Akruti (1963) is his first collection of poems followed by Om Tat Sat (1967) which has experimental poetry in which he takes poetry to extreme of meaninglessness. 11 Dariya (1986) is his collection of ghazals. Manhar ane Modi is his second ghazal collection. His other poetry collections are Hasumati ane Bija (1987), Ek Vadhrani Kshan (1993), Shrimukh Tadako ane Manhariyat.

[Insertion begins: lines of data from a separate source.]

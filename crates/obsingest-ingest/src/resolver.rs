//! Dependency resolution: which dimension records an exposure needs, and
//! which of them the registry is still missing.

use std::collections::HashMap;
use std::sync::Arc;

use tracing::{debug, warn};

use obsingest_core::dimension::{DETECTOR, INSTRUMENT, PHYSICAL_FILTER};
use obsingest_core::{
    DependencyRecord, DimensionRef, Error, InstrumentDescriptor, NaturalKey, ObservationInfo,
    Result,
};
use obsingest_registry::{RegistryClient, RegistryTransaction, SyncOutcome};

use crate::graph::DimensionGraph;

/// One dependency of an exposure.
#[derive(Debug, Clone, PartialEq)]
pub struct ResolvedDependency {
    /// The stored record when `present`, otherwise the record to insert.
    pub record: DependencyRecord,
    /// Whether the registry already held this record at resolution time.
    pub present: bool,
}

/// Dependencies of one exposure in creation order.
#[derive(Debug, Clone, Default, PartialEq)]
pub struct ResolvedDependencies {
    entries: Vec<ResolvedDependency>,
}

impl ResolvedDependencies {
    pub fn iter(&self) -> impl Iterator<Item = &ResolvedDependency> {
        self.entries.iter()
    }

    pub fn len(&self) -> usize {
        self.entries.len()
    }

    pub fn is_empty(&self) -> bool {
        self.entries.is_empty()
    }

    pub fn get(&self, dimension: &str) -> Option<&ResolvedDependency> {
        self.entries.iter().find(|e| e.record.dimension == dimension)
    }

    pub fn contains(&self, reference: &DimensionRef) -> bool {
        self.entries
            .iter()
            .any(|e| e.record.dimension == reference.dimension && e.record.key == reference.key)
    }

    /// Records the registry did not have.
    pub fn missing(&self) -> impl Iterator<Item = &DependencyRecord> {
        self.entries.iter().filter(|e| !e.present).map(|e| &e.record)
    }

    pub fn references(&self) -> Vec<DimensionRef> {
        self.entries.iter().map(|e| e.record.reference()).collect()
    }
}

/// Resolves and materializes the dimension records of one instrument's exposures.
pub struct DependencyResolver {
    descriptor: Arc<dyn InstrumentDescriptor>,
    graph: DimensionGraph,
}

impl DependencyResolver {
    /// Fails with a config error when the instrument's dimensions do not form a DAG.
    pub fn new(descriptor: Arc<dyn InstrumentDescriptor>) -> Result<Self> {
        let graph = DimensionGraph::for_instrument(descriptor.as_ref())?;
        Ok(Self { descriptor, graph })
    }

    pub fn descriptor(&self) -> &dyn InstrumentDescriptor {
        self.descriptor.as_ref()
    }

    pub fn graph(&self) -> &DimensionGraph {
        &self.graph
    }

    /// Work out every dependency record of the exposure in `info`.
    ///
    /// Reads the registry but never writes. The result is a plan; the
    /// registry may change before [`materialize`](Self::materialize) runs.
    pub fn resolve(
        &self,
        registry: &dyn RegistryClient,
        info: &ObservationInfo,
    ) -> Result<ResolvedDependencies> {
        info.require_instrument()?;
        info.require_detector()?;
        info.require_exposure_id()?;

        let mut keys: HashMap<&str, NaturalKey> = HashMap::new();
        let mut entries = Vec::new();

        'dims: for spec in self.graph.ordered() {
            let own = if spec.name == INSTRUMENT {
                // Aliases collapse onto the canonical name.
                Some(self.descriptor.name().into())
            } else {
                info.key_value_of(&spec.key_source)
            };
            let own = match own {
                Some(v) => v,
                None if spec.required => {
                    return Err(Error::Resolution(format!(
                        "'{}' is needed for the {} dimension but is missing",
                        spec.key_source, spec.name
                    )))
                }
                None => {
                    debug!("No {} for this observation; skipping", spec.name);
                    continue;
                }
            };

            let mut key = NaturalKey::new();
            let mut requires = Vec::with_capacity(spec.requires.len());
            for req in &spec.requires {
                match keys.get(req.as_str()) {
                    Some(req_key) => {
                        key.extend(req_key);
                        requires.push(DimensionRef::new(req.clone(), req_key.clone()));
                    }
                    None if spec.required => {
                        return Err(Error::Resolution(format!(
                            "{} requires {}, which could not be resolved",
                            spec.name, req
                        )))
                    }
                    None => continue 'dims,
                }
            }
            key.insert(spec.name.clone(), own);

            let mut candidate = DependencyRecord::new(spec.name.clone(), key.clone());
            candidate.requires = requires;
            candidate.fields = self.standard_fields(&spec.name, info);
            for (k, v) in self.descriptor.build_dependency_extras(&spec.name, info)? {
                candidate.fields.insert(k, v);
            }

            let entry = if registry.exists(&spec.name, &key)? {
                match registry.fetch_dependency(&spec.name, &key)? {
                    Some(stored) => {
                        if stored.fields != candidate.fields {
                            warn!(
                                "Stored {} differs from this observation's metadata; keeping the stored record",
                                stored.reference()
                            );
                        }
                        ResolvedDependency {
                            record: stored,
                            present: true,
                        }
                    }
                    None => ResolvedDependency {
                        record: candidate,
                        present: false,
                    },
                }
            } else {
                ResolvedDependency {
                    record: candidate,
                    present: false,
                }
            };

            keys.insert(spec.name.as_str(), key);
            entries.push(entry);
        }

        Ok(ResolvedDependencies { entries })
    }

    /// Insert-if-absent every missing record, in order, inside `tx`.
    pub fn materialize(
        &self,
        tx: &dyn RegistryTransaction,
        resolved: &ResolvedDependencies,
    ) -> Result<Vec<SyncOutcome>> {
        let mut outcomes = Vec::new();
        for record in resolved.missing() {
            let outcome = tx.insert_if_absent(record)?;
            match &outcome {
                SyncOutcome::Inserted(r) => debug!("Created {}", r.reference()),
                SyncOutcome::Existing(r) => {
                    debug!("{} was created concurrently; using it", r.reference())
                }
            }
            outcomes.push(outcome);
        }
        Ok(outcomes)
    }

    fn standard_fields(
        &self,
        dimension: &str,
        info: &ObservationInfo,
    ) -> serde_json::Map<String, serde_json::Value> {
        let mut fields = serde_json::Map::new();
        match dimension {
            INSTRUMENT => {
                fields.insert("name".into(), self.descriptor.name().into());
            }
            DETECTOR => {
                if let Some(name) = &info.detector_name {
                    fields.insert("full_name".into(), name.clone().into());
                }
            }
            PHYSICAL_FILTER => {
                if let Some(name) = &info.physical_filter {
                    fields.insert("name".into(), name.clone().into());
                }
            }
            _ => {}
        }
        fields
    }
}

He edited Gazal Usine Chhedi (1974) with other Re Math poets. He co-edited poetry with Adil Mansuri and Chinu Modi in Gami Te Gazal (1976). He also co-edited Suresh Joshi: Mulyankan, Gadyanu Kalaswarup, Adhit (2010-11-12), Vivechanna Abhigamao and Gujaratina Adhyapakono Mahiti Kosh (1988).

==Awards==
He was awarded prizes by Gujarati Sahitya Parishad and Gujarati Sahitya Akademi for 11 Dariya. He also received prize of Gujarati Sahitya Akademi and Kalapi Award for Ek Vadharani Kshan in 2002. He was awarded Dhanji Kanji Gandhi Suvarna Chandrak in 1998.